_Source data_
BEGIN

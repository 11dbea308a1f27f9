use sea_orm::entity::prelude::*;
use serde::{Deserialize, Serialize};

use super::{actor, actor::ActorKind, referral_transaction};

#[derive(Debug, Default, Clone, Copy, PartialEq, Eq)]
#[derive(EnumIter, DeriveActiveEnum, Serialize, Deserialize)]
#[sea_orm(rs_type = "String", db_type = "Text")]
#[serde(rename_all = "lowercase")]
pub enum ReferralStatus {
  #[sea_orm(string_value = "pending")]
  #[default]
  Pending,
  #[sea_orm(string_value = "completed")]
  Completed,
}

#[derive(Clone, Debug, PartialEq, DeriveEntityModel, Serialize, Deserialize)]
#[sea_orm(table_name = "referral_entries")]
pub struct Model {
  #[sea_orm(primary_key)]
  pub id: i64,
  pub referrer_id: i64,
  pub referred_id: i64,
  pub referred_kind: ActorKind,
  /// Sum of the commission of all transactions of this entry
  pub commission: i64,
  pub status: ReferralStatus,
  pub is_paid: bool,
  pub paid_at: Option<DateTime>,
  pub created_at: DateTime,
}

impl Model {
  pub fn referred(&self) -> actor::ActorRef {
    actor::ActorRef::new(self.referred_kind, self.referred_id)
  }
}

#[derive(Copy, Clone, Debug, EnumIter, DeriveRelation)]
pub enum Relation {
  #[sea_orm(
    belongs_to = "actor::Entity",
    from = "Column::ReferrerId",
    to = "actor::Column::Id"
  )]
  Referrer,
  #[sea_orm(has_many = "referral_transaction::Entity")]
  Transactions,
}

impl Related<actor::Entity> for Entity {
  fn to() -> RelationDef {
    Relation::Referrer.def()
  }
}

impl Related<referral_transaction::Entity> for Entity {
  fn to() -> RelationDef {
    Relation::Transactions.def()
  }
}

impl ActiveModelBehavior for ActiveModel {}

END

_Assigned task_
Show each line of the material above where "impl" occurs.

_Written response_
impl Model {
impl Related<actor::Entity> for Entity {
impl Related<referral_transaction::Entity> for Entity {
impl ActiveModelBehavior for ActiveModel {}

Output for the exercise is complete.